● **TASK BRIEF**
Among the entries below, how many lines have the word "Some"? Answer only with the number.

BEGIN DATA IN THIS EXERCISE

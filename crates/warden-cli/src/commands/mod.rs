//! Command implementations

mod check;
mod policy;
mod run;
mod serve;

use anyhow::Context;
use std::sync::Arc;
use warden_core::{EngineConfig, PolicySnapshot, SandboxEngine};

use crate::args::{Cli, Commands};
use crate::console::CliConsole;

/// Route a parsed command line; returns the process exit code
pub async fn dispatch(cli: Cli, mut config: EngineConfig) -> anyhow::Result<i32> {
    if let Some(dir) = &cli.workdir {
        config.session.working_dir = Some(dir.clone());
        config.session.remove_on_cleanup = false;
    }

    let console = Arc::new(CliConsole::new(cli.verbose));
    let engine = build_engine(config, Arc::clone(&console))?;
    if let Some(path) = &cli.policy {
        let text = std::fs::read_to_string(path)
            .with_context(|| format!("cannot read policy file {}", path.display()))?;
        engine.import_config(PolicySnapshot::from_json(&text)?)?;
        console.info(&format!("Imported policy from {}", path.display()));
    }

    match cli.command {
        Commands::Check {
            command,
            timeout,
            json,
        } => check::execute(&engine, &console, &command, timeout, json),
        Commands::Run {
            command,
            timeout,
            env,
            cwd,
        } => run::execute(&engine, &console, &command, timeout, env, cwd).await,
        Commands::Serve { framework } => serve::execute(&engine, &console, &framework).await,
        Commands::Frameworks => {
            console.print_header("Dev-server frameworks");
            for (name, profile) in engine.frameworks() {
                println!("  {:<10} {}", name, profile.command);
            }
            Ok(0)
        }
        Commands::Policy { action } => policy::execute(&engine, action),
    }
}

fn build_engine(config: EngineConfig, console: Arc<CliConsole>) -> anyhow::Result<SandboxEngine> {
    let engine = SandboxEngine::builder()
        .config(config)
        .event_sink(move |event: warden_core::LogEvent| console.event(&event))
        .build()?;
    Ok(engine)
}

END DATA IN THIS EXERCISE

● **TASK SOLUTION**
3